这里给出了三种解析tag的方式，第一种的contents提供了一个子tag的列表，第二种maintag.td是最常用的，第三种使用了parent返回当前tag的上级tag，previousSibling返回与当前tag同级的前一个tag，nextSibling返回与当前tag同级的后一个tag。

find 方法

find和find_all是常用的两种查找方法，前者返回第一个符合条件的tag，后者返回一个包含所有符合条件tag的列表。

#!/usr/bin/env python 
# coding=utf-8
# Python 2.7.3
import urllib2
from bs4 import BeautifulSoup

html = urllib2.urlopen("http://www.douban.com/group/haixiuzu/")
soup = BeautifulSoup(html)

print(soup.find('title'))
print(soup.find_all('link'))

taghtml = soup.html
taghead = taghtml.head
#下边是在同一级查找相关tag
print(taghead.find_parents())
print(taghead.find_next_sibling())
print(taghead.find_previous_siblings())
#下边是在整个HTML查找相关tag
print(taghead.find_all_next())
print(taghead.find_next())
print(taghead.find_previous())

更多 find 方法

find(name=None, attrs={}, recursive=True, text=None, **kwargs)

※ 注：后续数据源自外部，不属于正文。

//! Google Gemini API client implementation
//!
//! Talks to the native `generateContent` endpoint. System turns become the
//! `systemInstruction`, assistant turns are sent with the `model` role.

use crate::config::LlmConfig;
use crate::core_types::{LLMResponse, Message, Role, Usage};
use crate::errors::AnalystError;
use crate::llm::providers::resolve_api_key;
use crate::llm::LLM;
use async_trait::async_trait;
use reqwest::Client;
use serde::{Deserialize, Serialize};
use std::sync::Arc;

const GEMINI_API_BASE: &str = "https://generativelanguage.googleapis.com/v1beta";

/// Google Gemini API client
pub struct GeminiClient {
    api_key: String,
    model: String,
    client: Client,
    base_url: String,
    temperature: f32,
    max_output_tokens: u32,
    json_response: bool,
}

impl GeminiClient {
    pub fn new(api_key: String, model: String) -> Self {
        Self {
            api_key,
            model,
            client: Client::new(),
            base_url: GEMINI_API_BASE.to_string(),
            temperature: 0.0,
            max_output_tokens: 4096,
            json_response: true,
        }
    }

    pub fn with_base_url(mut self, base_url: String) -> Self {
        self.base_url = base_url.trim_end_matches('/').to_string();
        self
    }

    pub fn with_temperature(mut self, temperature: f32) -> Self {
        self.temperature = temperature;
        self
    }

    pub fn with_max_output_tokens(mut self, max_output_tokens: u32) -> Self {
        self.max_output_tokens = max_output_tokens;
        self
    }

    /// Ask for `application/json` as the response MIME type.
    pub fn with_json_response(mut self, enabled: bool) -> Self {
        self.json_response = enabled;
        self
    }
}

#[derive(Debug, Serialize)]
struct GeminiRequest {
    contents: Vec<GeminiContent>,
    #[serde(rename = "generationConfig")]
    generation_config: GeminiGenerationConfig,
    #[serde(rename = "systemInstruction", skip_serializing_if = "Option::is_none")]
    system_instruction: Option<GeminiContent>,
}

#[derive(Debug, Serialize, Deserialize)]
struct GeminiContent {
    #[serde(skip_serializing_if = "Option::is_none")]
    role: Option<String>,
    #[serde(default)]
    parts: Vec<GeminiPart>,
}

#[derive(Debug, Serialize, Deserialize)]
struct GeminiPart {
    #[serde(default)]
    text: Option<String>,
}

#[derive(Debug, Serialize)]
struct GeminiGenerationConfig {
    temperature: f32,
    #[serde(rename = "maxOutputTokens")]
    max_output_tokens: u32,
    #[serde(rename = "responseMimeType", skip_serializing_if = "Option::is_none")]
    response_mime_type: Option<String>,
}

#[derive(Debug, Deserialize)]
struct GeminiResponse {
    #[serde(default)]
    candidates: Vec<GeminiCandidate>,
    #[serde(rename = "usageMetadata", default)]
    usage_metadata: Option<GeminiUsage>,
}

#[derive(Debug, Deserialize)]
struct GeminiCandidate {
    content: Option<GeminiContent>,
    #[serde(rename = "finishReason")]
    finish_reason: Option<String>,
}

#[derive(Debug, Deserialize)]
struct GeminiUsage {
    #[serde(rename = "promptTokenCount", default)]
    prompt_token_count: Option<u32>,
    #[serde(rename = "candidatesTokenCount", default)]
    candidates_token_count: Option<u32>,
    #[serde(rename = "totalTokenCount", default)]
    total_token_count: Option<u32>,
}

#[derive(Debug, Deserialize)]
struct GeminiError {
    error: GeminiErrorDetails,
}

#[derive(Debug, Deserialize)]
struct GeminiErrorDetails {
    code: u16,
    message: String,
}

impl GeminiClient {
    fn convert_messages_to_gemini_contents(
        &self,
        messages: Vec<Message>,
    ) -> (Option<GeminiContent>, Vec<GeminiContent>) {
        let mut system_instruction = None;
        let mut contents = Vec::new();

        for message in messages {
            let text_part = vec![GeminiPart {
                text: Some(message.content),
            }];
            match message.role {
                Role::System => {
                    // Use the last system message as system instruction
                    system_instruction = Some(GeminiContent {
                        role: None,
                        parts: text_part,
                    });
                }
                Role::User => contents.push(GeminiContent {
                    role: Some("user".to_string()),
                    parts: text_part,
                }),
                Role::Assistant => contents.push(GeminiContent {
                    role: Some("model".to_string()),
                    parts: text_part,
                }),
            }
        }

        (system_instruction, contents)
    }

    fn build_request(&self, messages: Vec<Message>) -> GeminiRequest {
        let (system_instruction, contents) = self.convert_messages_to_gemini_contents(messages);
        GeminiRequest {
            contents,
            generation_config: GeminiGenerationConfig {
                temperature: self.temperature,
                max_output_tokens: self.max_output_tokens,
                response_mime_type: self
                    .json_response
                    .then(|| "application/json".to_string()),
            },
            system_instruction,
        }
    }

    fn convert_gemini_response_to_llm(
        &self,
        response: GeminiResponse,
    ) -> Result<LLMResponse, AnalystError> {
        let candidate = response.candidates.into_iter().next().ok_or_else(|| {
            AnalystError::ParsingError("No candidates in Gemini response".to_string())
        })?;

        let text: String = candidate
            .content
            .map(|c| c.parts.into_iter().filter_map(|p| p.text).collect())
            .unwrap_or_default();

        if text.is_empty() {
            return Err(AnalystError::ParsingError(format!(
                "Gemini response has no text (finish reason: {})",
                candidate.finish_reason.as_deref().unwrap_or("unknown")
            )));
        }

        let usage = response.usage_metadata.map(|u| Usage {
            prompt_tokens: u.prompt_token_count.unwrap_or(0),
            completion_tokens: u.candidates_token_count.unwrap_or(0),
            total_tokens: u.total_token_count.unwrap_or(0),
        });

        Ok(LLMResponse {
            content: Some(text),
            finish_reason: candidate.finish_reason,
            usage,
        })
    }
}

#[async_trait]
impl LLM for GeminiClient {
    async fn generate(&self, messages: Vec<Message>) -> Result<LLMResponse, AnalystError> {
        let request = self.build_request(messages);
        let url = format!("{}/models/{}:generateContent", self.base_url, self.model);

        log::debug!("Gemini API request to {}", url);

        let response = self
            .client
            .post(&url)
            .header("Content-Type", "application/json")
            .header("x-goog-api-key", &self.api_key)
            .json(&request)
            .send()
            .await
            .map_err(|e| AnalystError::LLMError(format!("Gemini API request failed: {}", e)))?;

        if !response.status().is_success() {
            let status = response.status();
            let error_text = response
                .text()
                .await
                .unwrap_or_else(|_| "Unknown error".to_string());

            if let Ok(gemini_error) = serde_json::from_str::<GeminiError>(&error_text) {
                return Err(AnalystError::LLMError(format!(
                    "Gemini API error {}: {}",
                    gemini_error.error.code, gemini_error.error.message
                )));
            }

            return Err(AnalystError::LLMError(format!(
                "Gemini API request failed with status {}: {}",
                status, error_text
            )));
        }

        let gemini_response: GeminiResponse = response.json().await.map_err(|e| {
            AnalystError::ParsingError(format!("Failed to parse Gemini response: {}", e))
        })?;

        self.convert_gemini_response_to_llm(gemini_response)
    }
}

/// Create a Gemini LLM client from configuration
pub fn create_client(config: &LlmConfig) -> Result<Arc<dyn LLM>, AnalystError> {
    let api_key = resolve_api_key(config, "GEMINI_API_KEY").ok_or_else(|| {
        AnalystError::ConfigError(
            "No API key found for Gemini. Set GEMINI_API_KEY environment variable or provide api_key in config"
                .to_string(),
        )
    })?;

    let client = GeminiClient::new(api_key, config.model.clone())
        .with_temperature(config.parameters.temperature)
        .with_max_output_tokens(config.parameters.max_tokens)
        .with_json_response(config.parameters.json_response);

    Ok(Arc::new(client))
}
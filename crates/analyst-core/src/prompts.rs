//! Built-in system prompt for the code oracle.

/// Instructions sent as the first turn of every session unless the
/// configuration provides its own.
pub const DEFAULT_SYSTEM_PROMPT: &str = r#"You are a senior data analyst who answers questions by writing Python code.

Every reply MUST be a single JSON object with exactly these keys:
  "code":            a complete Python script (string)
  "libraries":       third-party packages the script imports that must be installed, e.g. ["pandas", "matplotlib"] (list of strings; do not list standard-library modules)
  "is_final_answer": true when running the script produces the final answer, false when it only explores the data (boolean)

Rules for the script:
- It runs with the working directory set to the folder holding every uploaded file; open them by their plain file names.
- Use print() to inspect data while exploring; that output is sent back to you.
- When the answer is ready, assign `result = json.dumps(answer)` where `answer` is the exact structure the task asks for. Do not print the final answer.
- Images must be returned as base64-encoded data URIs inside the answer, never written to disk only.
- Use a non-interactive plotting backend and never call plt.show().
- Never read from stdin and never start servers or background processes.

If a previous script failed, you will receive its error output. Fix the problem and reply with a complete corrected script in the same JSON format."#;

/// Turn that opens the loop: the task text plus a listing of the workspace.
pub fn initial_prompt(task: &str, file_names: &[String]) -> String {
    let mut prompt = String::new();
    prompt.push_str("Task:\n");
    prompt.push_str(task.trim());
    prompt.push_str("\n\nFiles available in the working directory:\n");
    if file_names.is_empty() {
        prompt.push_str("(none)\n");
    }
    for name in file_names {
        prompt.push_str("- ");
        prompt.push_str(name);
        prompt.push('\n');
    }
    prompt
}

/// Turn that carries the output of the previous attempt back to the oracle.
pub fn feedback_prompt(feedback: &str, is_error: bool) -> String {
    if is_error {
        format!(
            "The previous script failed with the following error output:\n\n{}\n\nReturn a corrected script.",
            feedback
        )
    } else {
        format!(
            "The previous script ran without errors and printed:\n\n{}\n\nContinue: return the next script, setting \"is_final_answer\" to true once it assigns the final answer to `result`.",
            feedback
        )
    }
}

#[cfg(test)]
mod tests {
    use super::*;

    #[test]
    fn test_initial_prompt_lists_files() {
        let prompt = initial_prompt(
            "  How many rows?\n",
            &["data.csv".to_string(), "questions.txt".to_string()],
        );
        assert!(prompt.starts_with("Task:\nHow many rows?\n"));
        assert!(prompt.contains("- data.csv\n"));
    }

    #[test]
    fn test_feedback_prompt_embeds_output() {
        assert!(feedback_prompt("--- EXECUTION ERROR ---\nboom", true).contains("boom"));
        assert!(feedback_prompt("42 rows", false).contains("42 rows"));
    }
}
impl Orchestrator {
    pub fn new(
        oracle: Arc<dyn CodeOracle>,
        executor: Arc<dyn CodeExecutor>,
        max_attempts: usize,
        deadline: Duration,
    ) -> Self {
        Self {
            oracle,
            executor,
            max_attempts,
            deadline,
            trace_handler: None,
        }
    }

    pub fn with_trace_handler(mut self, handler: Arc<dyn SessionTraceHandler>) -> Self {
        self.trace_handler = Some(handler);
        self
    }

    /// Run the loop until an answer is decoded or the session fails.
    /// `conversation` holds the turns so far; `task_prompt` opens the loop.
    pub async fn run(
        &self,
        session_id: Uuid,
        environment: &EnvironmentHandle,
        conversation: Conversation,
        task_prompt: String,
    ) -> Result<Value, AnalystError> {
        let started = Instant::now();
        let mut retry = RetryState::new(self.max_attempts);
        let result = self
            .drive(session_id, environment, conversation, task_prompt, &mut retry)
            .await;

        if let Some(handler) = &self.trace_handler {
            handler.on_session_complete(&SessionSummary {
                session_id,
                attempts: retry.attempt,
                succeeded: result.is_ok(),
                error_category: result.as_ref().err().map(|e| e.category().to_string()),
                duration_ms: started.elapsed().as_millis() as u64,
            });
        }
        result
    }

    async fn drive(
        &self,
        session_id: Uuid,
        environment: &EnvironmentHandle,
        mut conversation: Conversation,
        task_prompt: String,
        retry: &mut RetryState,
    ) -> Result<Value, AnalystError> {
        let mut state = LoopState::AwaitingCode {
            prompt: task_prompt,
        };

        loop {
            state = match state {
                LoopState::AwaitingCode { prompt } => {
                    conversation.push(Message::user(prompt));
                    self.request_code(&mut conversation, retry.attempt == 0).await
                }
                LoopState::Executing { unit } => {
                    retry.attempt += 1;
                    log::info!(
                        "Session {}: attempt {}/{}",
                        session_id,
                        retry.attempt,
                        retry.max_attempts
                    );
                    self.execute(session_id, environment, unit, retry).await
                }
                LoopState::Retrying { feedback, is_error } => LoopState::AwaitingCode {
                    prompt: prompts::feedback_prompt(&feedback, is_error),
                },
                LoopState::Success(answer) => {
                    log::info!(
                        "Session {}: final answer after {} attempt(s)",
                        session_id,
                        retry.attempt
                    );
                    return Ok(answer);
                }
                LoopState::Failed(err) => {
                    log::error!("Session {}: {}", session_id, err);
                    return Err(err);
                }
            };
        }
    }

    async fn request_code(&self, conversation: &mut Conversation, initial: bool) -> LoopState {
        let failure = if initial {
            "LLM failed to generate initial code."
        } else {
            "LLM failed to refine code."
        };

        match self.oracle.generate(std::mem::take(conversation)).await {
            Ok(reply) => {
                *conversation = reply.conversation;
                match reply.code_unit {
                    Some(unit) if unit.is_usable() => LoopState::Executing { unit },
                    Some(_) => LoopState::Failed(AnalystError::OracleError(format!(
                        "{} The reply contained no code.",
                        failure
                    ))),
                    None => LoopState::Failed(AnalystError::OracleError(format!(
                        "{} The reply was not a usable code object.",
                        failure
                    ))),
                }
            }
            Err(e) => LoopState::Failed(AnalystError::OracleError(format!("{} {}", failure, e))),
        }
    }

    async fn execute(
        &self,
        session_id: Uuid,
        environment: &EnvironmentHandle,
        unit: CodeUnit,
        retry: &mut RetryState,
    ) -> LoopState {
        let started = Instant::now();
        let outcome = match self
            .executor
            .run(environment, &unit.code, &unit.dependencies, self.deadline)
            .await
        {
            Ok(outcome) => outcome,
            Err(e) => return LoopState::Failed(e),
        };

        let succeeded = !outcome.has_error() && unit.is_final;
        let feedback = (!succeeded).then(|| feedback_text(&outcome));
        self.record_attempt(
            session_id,
            retry.attempt,
            &unit,
            &outcome,
            feedback.as_deref(),
            started,
        );

        let Some(feedback) = feedback else {
            return match decode_answer(outcome.result) {
                Ok(answer) => LoopState::Success(answer),
                Err(e) => LoopState::Failed(e),
            };
        };

        let is_error = outcome.has_error();
        if is_error {
            log::warn!(
                "Session {}: attempt {} failed: {}",
                session_id,
                retry.attempt,
                excerpt(&feedback)
            );
        } else {
            log::info!(
                "Session {}: attempt {} needs refinement",
                session_id,
                retry.attempt
            );
        }

        retry.last_feedback = Some(feedback.clone());
        if retry.exhausted() {
            return LoopState::Failed(AnalystError::BudgetExceeded {
                attempts: retry.attempt,
                last_feedback: feedback,
            });
        }

        LoopState::Retrying { feedback, is_error }
    }

    fn record_attempt(
        &self,
        session_id: Uuid,
        attempt: usize,
        unit: &CodeUnit,
        outcome: &ExecutionOutcome,
        feedback: Option<&str>,
        started: Instant,
    ) {
        let Some(handler) = &self.trace_handler else {
            return;
        };
        handler.on_attempt_complete(&AttemptRecord {
            session_id,
            attempt,
            is_final: unit.is_final,
            dependencies: unit.dependencies.clone(),
            status: outcome.status.label(),
            feedback_excerpt: feedback.map(excerpt),
            duration_ms: started.elapsed().as_millis() as u64,
        });
    }
}

fn feedback_text(outcome: &ExecutionOutcome) -> String {
    let text = outcome.feedback();
    if text.trim().is_empty() {
        EMPTY_OUTPUT_NOTE.to_string()
    } else {
        text.to_string()
    }
}

fn excerpt(text: &str) -> String {
    text.chars().take(FEEDBACK_LOG_EXCERPT).collect()
}

/// Decode the final `result` into the answer value.
///
/// The generated code is told to store `json.dumps(answer)`, so a string is
/// parsed once more; any other JSON value is the answer as-is.
pub fn decode_answer(result: Option<CapturedResult>) -> Result<Value, AnalystError> {
    match result {
        None => Err(AnalystError::ResultDecodeError(
            "final code did not assign a `result` value".to_string(),
        )),
        Some(malformed @ CapturedResult::Malformed(_)) => Err(AnalystError::ResultDecodeError(
            malformed.into_value().to_string(),
        )),
        Some(CapturedResult::Json(Value::String(encoded))) => serde_json::from_str(&encoded)
            .map_err(|e| {
                AnalystError::ResultDecodeError(format!("result string is not valid JSON: {}", e))
            }),
        Some(CapturedResult::Json(value)) => Ok(value),
    }
}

find除了可以直接根据层级关系查找tag，还可以通过name、 attrs、 text等查找tag。

搜索tagname

find(tagname)  
find(list)  # 如: find(['head', 'body'])
find(dict)  # 如:find({'head':True, 'body':True})
find(re.compile('')) # 使用正则, 如:find(re.compile('^a')) 搜索以a开头的tag
find(lambda)  # 搜索函数返回结果为true的tag, 如:find(lambda name: if len(name) == 1) 搜索长度为1的tag
find(True)  # 搜索所有tag

搜索attrs

find(id='xxx')  # 寻找id属性为xxx的tag
find(attrs={id=re.compile('xxx'), algin='xxx'})  # 寻找id属性符合正则且algin属性为xxx的tag
find(attrs={id=True, algin=None})  # 寻找有id属性但是没有algin属性的tag

搜索text

方法与搜索tag一致。注意：搜索text时，其他搜索值如tagname、attrs等都失效。

recursive 和 limit

find(recursive=False)  #只搜索子tag，默认为True，即搜索整个子树
findAll("a", limit=3)   # 限制返回的符合项数量

抓取和解析的异常处理

try:
    html = urlopen("http://www.douban.com/group/haixiuzu/")
except HTTPError as e:
    print e
else:
    #program continues.

对于“找不到服务器”的情况，urlopen会返回None，可以这样处理：

if html is None:
    print "URL is not found"
else:
    #program continues.

try:
    badContent = soup.notTag.otherTag
except AttributeError as e:
    print "Tag was not found"
else:
    if badContent == None:
        print "Tas was not found"
    else:
        print  badContent